**EXERCISE DETAILS**:
Every record here needs to be duplicated exactly.

**RECORDS SUPPLIED**:

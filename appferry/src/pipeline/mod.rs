//! Install pipeline.
//!
//! Hands a completed download to a device, either by pushing it through the
//! device bridge or by serving it over the air.

use std::path::PathBuf;
use std::sync::Arc;

use rustls::ServerConfig;
use thiserror::Error;
use tracing::info;

use crate::devicectl::{BridgeError, DeviceBridge};
use crate::installer::{
    InstallServer, InstallSession, InstallerConfig, InstallerError, RunningInstallServer,
};
use crate::manager::{DownloadManager, ManagerError};
use crate::package::{DownloadStatus, PackageManifest};

/// Result type for pipeline operations.
pub type PipelineResult<T> = Result<T, PipelineError>;

/// Errors from handing a download to a device.
#[derive(Debug, Error)]
pub enum PipelineError {
    /// The manifest has not finished downloading.
    #[error("download {id} is {status}, not completed")]
    NotCompleted { id: String, status: DownloadStatus },

    /// No install server was configured for over-the-air installs.
    #[error("over-the-air install is not configured")]
    NoInstallServer,

    #[error(transparent)]
    Manager(#[from] ManagerError),

    #[error(transparent)]
    Bridge(#[from] BridgeError),

    #[error(transparent)]
    Installer(#[from] InstallerError),
}

/// Connects finished downloads to the two install paths.
pub struct InstallPipeline {
    manager: DownloadManager,
    bridge: Arc<dyn DeviceBridge>,
    install_server: Option<(InstallerConfig, Arc<ServerConfig>)>,
}

impl InstallPipeline {
    /// Pipeline that installs through `bridge` only.
    pub fn new(manager: DownloadManager, bridge: Arc<dyn DeviceBridge>) -> Self {
        Self {
            manager,
            bridge,
            install_server: None,
        }
    }

    /// Enable over-the-air installs with `config` and `tls`.
    pub fn with_install_server(mut self, config: InstallerConfig, tls: Arc<ServerConfig>) -> Self {
        self.install_server = Some((config, tls));
        self
    }

    pub fn manager(&self) -> &DownloadManager {
        &self.manager
    }

    pub fn bridge(&self) -> &dyn DeviceBridge {
        self.bridge.as_ref()
    }

    /// Push the artifact of manifest `id` onto `device_id` through the bridge.
    pub async fn install_to_device(&self, id: &str, device_id: &str) -> PipelineResult<()> {
        let (manifest, artifact) = self.completed(id)?;
        let bundle_id = &manifest.package.software.bundle_id;
        info!(id, device_id, %bundle_id, "Installing onto device");
        self.bridge.install(&artifact, device_id).await?;
        info!(id, device_id, %bundle_id, "Installed onto device");
        Ok(())
    }

    /// Start an install server offering the artifact of manifest `id`.
    pub async fn serve_over_the_air(&self, id: &str) -> PipelineResult<RunningInstallServer> {
        let (config, tls) = self
            .install_server
            .as_ref()
            .ok_or(PipelineError::NoInstallServer)?;
        let (manifest, artifact) = self.completed(id)?;
        let session = InstallSession::new(manifest, artifact);
        let server = InstallServer::start(config, Arc::clone(tls), session).await?;
        Ok(server)
    }

    /// The manifest `id` and its artifact, if it has completed.
    fn completed(&self, id: &str) -> PipelineResult<(PackageManifest, PathBuf)> {
        let manifest = self
            .manager
            .get(id)
            .ok_or_else(|| ManagerError::NotFound { id: id.to_string() })?;
        match self.manager.artifact_path(id) {
            Some(path) => Ok((manifest, path)),
            None => Err(PipelineError::NotCompleted {
                id: id.to_string(),
                status: manifest.status(),
            }),
        }
    }
}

**WRITTEN RESPONSE**:
filename appferry/src/pipeline/mod.rs
//! Install pipeline.
//!
//! Hands a completed download to a device, either by pushing it through the
//! device bridge or by serving it over the air.

use std::path::PathBuf;
use std::sync::Arc;

use rustls::ServerConfig;
use thiserror::Error;
use tracing::info;

use crate::devicectl::{BridgeError, DeviceBridge};
use crate::installer::{
    InstallServer, InstallSession, InstallerConfig, InstallerError, RunningInstallServer,
};
use crate::manager::{DownloadManager, ManagerError};
use crate::package::{DownloadStatus, PackageManifest};

/// Result type for pipeline operations.
pub type PipelineResult<T> = Result<T, PipelineError>;

/// Errors from handing a download to a device.
#[derive(Debug, Error)]
pub enum PipelineError {
    /// The manifest has not finished downloading.
    #[error("download {id} is {status}, not completed")]
    NotCompleted { id: String, status: DownloadStatus },

    /// No install server was configured for over-the-air installs.
    #[error("over-the-air install is not configured")]
    NoInstallServer,

    #[error(transparent)]
    Manager(#[from] ManagerError),

    #[error(transparent)]
    Bridge(#[from] BridgeError),

    #[error(transparent)]
    Installer(#[from] InstallerError),
}

/// Connects finished downloads to the two install paths.
pub struct InstallPipeline {
    manager: DownloadManager,
    bridge: Arc<dyn DeviceBridge>,
    install_server: Option<(InstallerConfig, Arc<ServerConfig>)>,
}

impl InstallPipeline {
    /// Pipeline that installs through `bridge` only.
    pub fn new(manager: DownloadManager, bridge: Arc<dyn DeviceBridge>) -> Self {
        Self {
            manager,
            bridge,
            install_server: None,
        }
    }

    /// Enable over-the-air installs with `config` and `tls`.
    pub fn with_install_server(mut self, config: InstallerConfig, tls: Arc<ServerConfig>) -> Self {
        self.install_server = Some((config, tls));
        self
    }

    pub fn manager(&self) -> &DownloadManager {
        &self.manager
    }

    pub fn bridge(&self) -> &dyn DeviceBridge {
        self.bridge.as_ref()
    }

    /// Push the artifact of manifest `id` onto `device_id` through the bridge.
    pub async fn install_to_device(&self, id: &str, device_id: &str) -> PipelineResult<()> {
        let (manifest, artifact) = self.completed(id)?;
        let bundle_id = &manifest.package.software.bundle_id;
        info!(id, device_id, %bundle_id, "Installing onto device");
        self.bridge.install(&artifact, device_id).await?;
        info!(id, device_id, %bundle_id, "Installed onto device");
        Ok(())
    }

    /// Start an install server offering the artifact of manifest `id`.
    pub async fn serve_over_the_air(&self, id: &str) -> PipelineResult<RunningInstallServer> {
        let (config, tls) = self
            .install_server
            .as_ref()
            .ok_or(PipelineError::NoInstallServer)?;
        let (manifest, artifact) = self.completed(id)?;
        let session = InstallSession::new(manifest, artifact);
        let server = InstallServer::start(config, Arc::clone(tls), session).await?;
        Ok(server)
    }

    /// The manifest `id` and its artifact, if it has completed.
    fn completed(&self, id: &str) -> PipelineResult<(PackageManifest, PathBuf)> {
        let manifest = self
            .manager
            .get(id)
            .ok_or_else(|| ManagerError::NotFound { id: id.to_string() })?;
        match self.manager.artifact_path(id) {
            Some(path) => Ok((manifest, path)),
            None => Err(PipelineError::NotCompleted {
                id: id.to_string(),
                status: manifest.status(),
            }),
        }
    }
}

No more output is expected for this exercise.